The column was approaching the gate now. Yabu fell into place
as a lonely rear guard. Any moment he expected the cortege to be halted. Surely some of the Grays must have seen Toranaga, he thought. How soon before they tell Ishido? Won’t he think I was part of the escape attempt? Won’t this ruin me forever?

Halfway over the bridge Mariko looked back for an instant. “They’re following, Anjin-san, both litters are through the gate and they’re on the bridge now!”

Blackthorne did not reply or turn back. It required all of his remaining will to stay erect. He had lost his sandals, his face burned from the blow, and his head pounded with pain. The last guards let him through the portcullis and beyond. They also let Mariko pass without stopping. And then the litters.

Blackthorne led the way down the slight hill, past the open ground and across the far bridge. Only when he was in the wooded area totally out of sight of the castle did he collapse.

CHAPTER 23

“Anjin-san—Anjin-san!”

Semiconscious, he allowed Mariko to help him drink some saké. The column had halted, the Browns arranged tightly around the curtained litter, their escorting Grays ahead and behind. Buntaro had shouted at one of the maids, who had immediately produced the flask from one of the baggage kagas, told his personal guards to keep everyone away from “Kiritsubo-san’s” litter, then hurried to Mariko. “Is the Anjin-san all right?”

“Yes, yes, I think so,” Mariko replied. Yabu joined them.

To try to throw off the captain of the Grays, Yabu said carelessly, “We can go on, Captain. We’ll leave a few men and Mariko-san. When the barbarian’s recovered, she and the men can follow.”

“With great deference, Yabu-san, we will wait. I’m charged to deliver you all safely to the galley. As one party,” the captain told him.

They all looked down as Blackthorne choked slightly on the wine. “Thanks,” he croaked. “Are we safe now?
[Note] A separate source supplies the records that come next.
//! Configuration validation.

use super::types::{AppConfig, BehaviorConfig, ConversionConfig, OutputConfig};
use crate::layout::LayoutConfig;
use std::ops::RangeInclusive;

/// Accepted raster resolutions.
pub const DPI_RANGE: RangeInclusive<u32> = 36..=1200;

// ============================================================================
// Configuration Error
// ============================================================================

/// Error type for configuration validation.
#[derive(Debug, Clone, PartialEq, Eq)]
pub struct ConfigError {
    /// The field that failed validation
    pub field: String,
    /// Description of the validation error
    pub message: String,
}

impl std::fmt::Display for ConfigError {
    fn fmt(&self, f: &mut std::fmt::Formatter<'_>) -> std::fmt::Result {
        write!(f, "{}: {}", self.field, self.message)
    }
}

impl std::error::Error for ConfigError {}

// ============================================================================
// Validation Trait
// ============================================================================

/// Trait for validatable configuration types.
pub trait Validatable {
    /// Validate the configuration, returning any errors found.
    fn validate(&self) -> Vec<ConfigError>;

    /// Check if the configuration is valid.
    fn is_valid(&self) -> bool {
        self.validate().is_empty()
    }
}

// ============================================================================
// Validation Implementations
// ============================================================================

impl Validatable for AppConfig {
    fn validate(&self) -> Vec<ConfigError> {
        let mut errors = Vec::new();
        errors.extend(self.layout.validate());
        errors.extend(self.output.validate());
        errors.extend(self.behavior.validate());
        errors.extend(self.conversion.validate());
        errors
    }
}

impl Validatable for LayoutConfig {
    fn validate(&self) -> Vec<ConfigError> {
        // Every flag combination is valid; an empty plan is reported at planning time
        Vec::new()
    }
}

impl Validatable for OutputConfig {
    fn validate(&self) -> Vec<ConfigError> {
        let mut errors = Vec::new();
        if let Some(parent) = self.file.as_deref().and_then(std::path::Path::parent)
            && !parent.as_os_str().is_empty()
            && !parent.exists()
        {
            errors.push(ConfigError {
                field: "output.file".to_string(),
                message: format!("Parent directory does not exist: {}", parent.display()),
            });
        }
        errors
    }
}

impl Validatable for BehaviorConfig {
    fn validate(&self) -> Vec<ConfigError> {
        Vec::new()
    }
}

impl Validatable for ConversionConfig {
    fn validate(&self) -> Vec<ConfigError> {
        let mut errors = Vec::new();
        if !DPI_RANGE.contains(&self.dpi) {
            errors.push(ConfigError {
                field: "conversion.dpi".to_string(),
                message: format!(
                    "DPI must be between {} and {}, got {}",
                    DPI_RANGE.start(),
                    DPI_RANGE.end(),
                    self.dpi
                ),
            });
        }
        if self.timeout_secs == 0 {
            errors.push(ConfigError {
                field: "conversion.timeout_secs".to_string(),
                message: "Timeout must be at least 1 second".to_string(),
            });
        }
        if let Some(dir) = &self.work_dir
            && dir.exists()
            && !dir.is_dir()
        {
            errors.push(ConfigError {
                field: "conversion.work_dir".to_string(),
                message: format!("Not a directory: {}", dir.display()),
            });
        }
        errors
    }
}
Who else knows that—”

“You’re safe now!” she interrupted deliberately. She had her back
to the captain and she cautioned him with her eyes. “Anjin-san, you’re safe now and there’s no need to worry. Do you understand? You had some kind of fit. Just look around—you’re safe now!”
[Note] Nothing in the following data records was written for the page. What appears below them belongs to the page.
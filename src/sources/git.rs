//! Prior-revision retrieval through the `git` command line.

use super::RevisionSpec;
use crate::error::{DeckDiffError, Result, SourceErrorKind};
use std::io::Write;
use std::path::{Path, PathBuf};
use std::process::Command;
use tempfile::NamedTempFile;

/// Contents of a file at some earlier revision, held in a temp file.
///
/// The temp file is removed when this value is dropped.
#[derive(Debug)]
pub struct RetrievedRevision {
    file: NamedTempFile,
    label: String,
}

impl RetrievedRevision {
    /// Path of the temp file; keeps the original extension.
    #[must_use]
    pub fn path(&self) -> &Path {
        self.file.path()
    }

    /// Human readable `name@rev` label for reports.
    #[must_use]
    pub fn label(&self) -> &str {
        &self.label
    }
}

/// Fetch `path` as of `spec` into a temp file.
pub fn retrieve_revision(path: &Path, spec: &RevisionSpec) -> Result<RetrievedRevision> {
    spec.check()?;
    let absolute = path
        .canonicalize()
        .map_err(|e| DeckDiffError::io(path, e))?;
    let dir = absolute.parent().unwrap_or(Path::new("."));
    let root = repository_root(dir)?;
    let relative = relative_git_path(&root, &absolute)?;

    let rev = match spec {
        RevisionSpec::Commit(rev) => rev.clone(),
        RevisionSpec::PullRequest { number, remote } => {
            let refspec = format!("pull/{number}/head");
            tracing::info!("Fetching {refspec} from {remote}");
            git(&root, &["fetch", "--quiet", remote, &refspec])?;
            "FETCH_HEAD".to_string()
        }
    };

    let object = format!("{rev}:{relative}");
    let bytes = git(&root, &["show", &object]).map_err(|e| match e {
        DeckDiffError::Source {
            source: SourceErrorKind::GitFailed { stderr, .. },
            ..
        } if is_missing_path(&stderr) => DeckDiffError::revision(
            format!("reading {}", path.display()),
            SourceErrorKind::MissingAtRevision {
                rev: spec.to_string(),
                path: relative.clone(),
            },
        ),
        other => other,
    })?;

    let suffix = absolute
        .extension()
        .map(|e| format!(".{}", e.to_string_lossy()))
        .unwrap_or_default();
    let mut file = tempfile::Builder::new()
        .prefix("deck-diff-")
        .suffix(&suffix)
        .tempfile()?;
    file.write_all(&bytes)?;
    file.flush()?;

    let name = absolute
        .file_name()
        .map(|n| n.to_string_lossy().into_owned())
        .unwrap_or_default();
    tracing::debug!("retrieved {} bytes of {relative} at {spec}", bytes.len());
    Ok(RetrievedRevision {
        file,
        label: format!("{name}@{spec}"),
    })
}

/// Top-level directory of the work tree containing `dir`.
pub fn repository_root(dir: &Path) -> Result<PathBuf> {
    let out = git(dir, &["rev-parse", "--show-toplevel"]).map_err(|_| {
        DeckDiffError::revision(
            "locating repository",
            SourceErrorKind::NotARepository(dir.display().to_string()),
        )
    })?;
    let root = String::from_utf8_lossy(&out).trim().to_string();
    PathBuf::from(root)
        .canonicalize()
        .map_err(|e| DeckDiffError::io(dir, e))
}

/// `path` relative to `root`, with `/` separators as git expects.
fn relative_git_path(root: &Path, path: &Path) -> Result<String> {
    let relative = path.strip_prefix(root).map_err(|_| {
        DeckDiffError::validation(format!(
            "{} is outside repository {}",
            path.display(),
            root.display()
        ))
    })?;
    let parts: Vec<_> = relative
        .components()
        .map(|c| c.as_os_str().to_string_lossy().into_owned())
        .collect();
    Ok(parts.join("/"))
}

fn is_missing_path(stderr: &str) -> bool {
    stderr.contains("does not exist") || stderr.contains("exists on disk, but not in")
}

/// Run git in `dir` and return stdout.
fn git(dir: &Path, args: &[&str]) -> Result<Vec<u8>> {
    let output = Command::new("git")
        .arg("-C")
        .arg(dir)
        .args(args)
        .output()
        .map_err(|e| DeckDiffError::io("git", e))?;
    if output.status.success() {
        Ok(output.stdout)
    } else {
        Err(DeckDiffError::revision(
            format!("in {}", dir.display()),
            SourceErrorKind::GitFailed {
                command: args.join(" "),
                stderr: String::from_utf8_lossy(&output.stderr).trim().to_string(),
            },
        ))
    }
}

#[cfg(test)]
mod tests {
    use super::*;
    use crate::convert::command_exists;
    use std::fs;

    fn git_ok(dir: &Path, args: &[&str]) {
        let status = Command::new("git")
            .arg("-C")
            .arg(dir)
            .args(["-c", "user.name=Test", "-c", "user.email=test@example.com"])
            .args(args)
            .status()
            .unwrap();
        assert!(status.success(), "git {args:?} failed");
    }

    #[test]
    fn test_relative_git_path() {
        let root = Path::new("/repo");
        assert_eq!(
            relative_git_path(root, Path::new("/repo/decks/q3.pptx")).unwrap(),
            "decks/q3.pptx"
        );
        assert!(relative_git_path(root, Path::new("/elsewhere/q3.pptx")).is_err());
    }

    #[test]
    fn test_missing_path_messages() {
        assert!(is_missing_path("fatal: path 'a.pptx' does not exist in 'HEAD'"));
        assert!(is_missing_path("fatal: path 'a.pptx' exists on disk, but not in 'HEAD'"));
        assert!(!is_missing_path("fatal: bad revision"));
    }

    #[test]
    fn test_retrieves_committed_content() {
        if !command_exists("git") {
            return;
        }
        let dir = tempfile::tempdir().unwrap();
        let repo = dir.path();
        git_ok(repo, &["init", "--quiet"]);
        let file = repo.join("deck.manifest");
        fs::write(&file, "old\n").unwrap();
        git_ok(repo, &["add", "deck.manifest"]);
        git_ok(repo, &["commit", "--quiet", "-m", "first"]);
        fs::write(&file, "new\n").unwrap();

        let retrieved = retrieve_revision(&file, &RevisionSpec::head()).unwrap();
        assert_eq!(fs::read_to_string(retrieved.path()).unwrap(), "old\n");
        assert_eq!(retrieved.path().extension().unwrap(), "manifest");
        assert_eq!(retrieved.label(), "deck.manifest@HEAD");
    }

    #[test]
    fn test_untracked_file_is_missing_at_revision() {
        if !command_exists("git") {
            return;
        }
        let dir = tempfile::tempdir().unwrap();
        let repo = dir.path();
        git_ok(repo, &["init", "--quiet"]);
        fs::write(repo.join("a.txt"), "a").unwrap();
        git_ok(repo, &["add", "a.txt"]);
        git_ok(repo, &["commit", "--quiet", "-m", "first"]);
        let file = repo.join("b.txt");
        fs::write(&file, "b").unwrap();

        let err = retrieve_revision(&file, &RevisionSpec::head()).unwrap_err();
        assert!(matches!(
            err,
            DeckDiffError::Source {
                source: SourceErrorKind::MissingAtRevision { .. },
                ..
            }
        ));
    }

    #[test]
    fn test_option_like_revision_never_reaches_git() {
        let dir = tempfile::tempdir().unwrap();
        let file = dir.path().join("deck.pdf");
        fs::write(&file, "x").unwrap();
        let err = retrieve_revision(&file, &RevisionSpec::Commit("--output=/tmp/x".into())).unwrap_err();
        assert!(matches!(err, DeckDiffError::Validation(_)));
    }

    #[test]
    fn test_outside_repository() {
        if !command_exists("git") {
            return;
        }
        let dir = tempfile::tempdir().unwrap();
        let file = dir.path().join("deck.pdf");
        fs::write(&file, "x").unwrap();
        // A temp dir may itself sit inside a work tree on some machines
        if repository_root(dir.path()).is_ok() {
            return;
        }
        let err = retrieve_revision(&file, &RevisionSpec::head()).unwrap_err();
        assert!(matches!(
            err,
            DeckDiffError::Source {
                source: SourceErrorKind::NotARepository(_),
                ..
            }
        ));
    }
}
Blackthorne did as she ordered. He saw the captain and the Grays and understood. His strength was returning quickly now, helped by the wine. “Sorry, senhora. It was just panic, I think. I must be getting old. I go mad often and can never remember afterwards what happened. Speaking Portuguese is exhausting, isn’t it?” He switched to Latin. “Canst thou understand?”

“Assuredly.”

“Is this tongue ‘easier’?”

“Perhaps,” she said, relieved that he understood the need for caution, even using Latin, which was to Japanese an almost incomprehensible and unlearnable language except to a handful of men in the Empire, all of whom would be Jesuit trained and most committed to the priesthood. She was the only woman in all their world who could speak and read and write Latin and Portuguese. “Both languages are difficult, each hath dangers.”

“Who else knoweth the ‘dangers’?”

“My husband and he who leads us.”

“Art thou sure?”

“Both indicated thusly.”

The captain of Grays shifted restlessly and said something to Mariko.
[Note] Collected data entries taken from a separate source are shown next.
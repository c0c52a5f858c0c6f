//! Per-namespace symbol tables.

use kiln_ir::Name;
use rustc_hash::FxHashMap;

use crate::{Enum, Function, Struct};

/// Index of a namespace in its [`Context`](crate::Context).
#[derive(Copy, Clone, Debug, PartialEq, Eq, Hash, PartialOrd, Ord)]
pub struct NamespaceId(u32);

impl NamespaceId {
    /// The unnamed root namespace every unit starts in.
    pub const ROOT: NamespaceId = NamespaceId(0);

    #[inline]
    pub(crate) fn from_len(len: usize) -> Self {
        NamespaceId(u32::try_from(len).unwrap_or(u32::MAX))
    }

    #[inline]
    pub fn index(self) -> usize {
        self.0 as usize
    }
}

/// One namespace: its own declarations plus links to its children.
///
/// Enums and structs live in separate tables, so an enum and its backing
/// struct share a declared name.
#[derive(Clone, Debug, Default)]
pub struct Namespace {
    name: Option<Name>,
    parent: Option<NamespaceId>,
    /// Names from the root down to and including this namespace.
    path: Vec<Name>,
    children: FxHashMap<Name, NamespaceId>,
    enums: FxHashMap<Name, Enum>,
    structs: FxHashMap<Name, Struct>,
    functions: FxHashMap<Name, Vec<Function>>,
}

impl Namespace {
    pub(crate) fn root() -> Self {
        Self::default()
    }

    pub(crate) fn child(name: Name, parent: NamespaceId, parent_path: &[Name]) -> Self {
        let mut path = parent_path.to_vec();
        path.push(name);
        Namespace {
            name: Some(name),
            parent: Some(parent),
            path,
            ..Self::default()
        }
    }

    /// `None` for the root.
    pub fn name(&self) -> Option<Name> {
        self.name
    }

    pub fn parent(&self) -> Option<NamespaceId> {
        self.parent
    }

    pub fn path(&self) -> &[Name] {
        &self.path
    }

    pub fn child_id(&self, name: Name) -> Option<NamespaceId> {
        self.children.get(&name).copied()
    }

    pub(crate) fn add_child(&mut self, name: Name, id: NamespaceId) {
        self.children.insert(name, id);
    }

    // ── Enums and structs ───────────────────────────────────────────

    pub fn get_enum(&self, name: Name) -> Option<&Enum> {
        self.enums.get(&name)
    }

    pub fn get_struct(&self, name: Name) -> Option<&Struct> {
        self.structs.get(&name)
    }

    /// Returns `false`, leaving the table untouched, if `name` is taken.
    pub(crate) fn add_enum(&mut self, name: Name, e: Enum) -> bool {
        if self.enums.contains_key(&name) {
            return false;
        }
        self.enums.insert(name, e);
        true
    }

    pub(crate) fn add_struct(&mut self, name: Name, s: Struct) -> bool {
        if self.structs.contains_key(&name) {
            return false;
        }
        self.structs.insert(name, s);
        true
    }

    // ── Functions ───────────────────────────────────────────────────

    /// All overloads declared here under `name`.
    pub fn overloads(&self, name: Name) -> &[Function] {
        self.functions.get(&name).map_or(&[], Vec::as_slice)
    }

    /// Returns `false` if an overload with the same parameter types exists.
    pub(crate) fn add_function(&mut self, func: Function) -> bool {
        let overloads = self.functions.entry(func.name).or_default();
        let params: Vec<_> = func.param_types().collect();
        if overloads.iter().any(|f| f.accepts(&params)) {
            return false;
        }
        overloads.push(func);
        true
    }
}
“He asks if thou art yet dangerous, if thy hands and feet should be restrained. I said no. Thou art cured of thy palsy now.”

“Yes,” he said, lapsing back into Portuguese. “I have fits often. If someone hits me in the face it sends me mad. I’m sorry. Never can remember what happens during them. It’s the Finger of God.” He saw that the captain was concentrating on his lips and he thought, caught you, you bastard, I’ll bet you understand Portuguese.

Sono the maid had her head bent close to the litter curtains. She listened, and came back to Mariko.

“So sorry, Mariko-sama, but my Mistress asks if the madman is well enough to continue? She asks if you would give him your litter because my Mistress feels we should hurry for the tide. All the trouble that the madman has caused has made her even more upset. But, knowing that the mad are only afflicted by the gods, she will say prayers for his return to health, and will personally give him medicines to cure him once we are aboard.”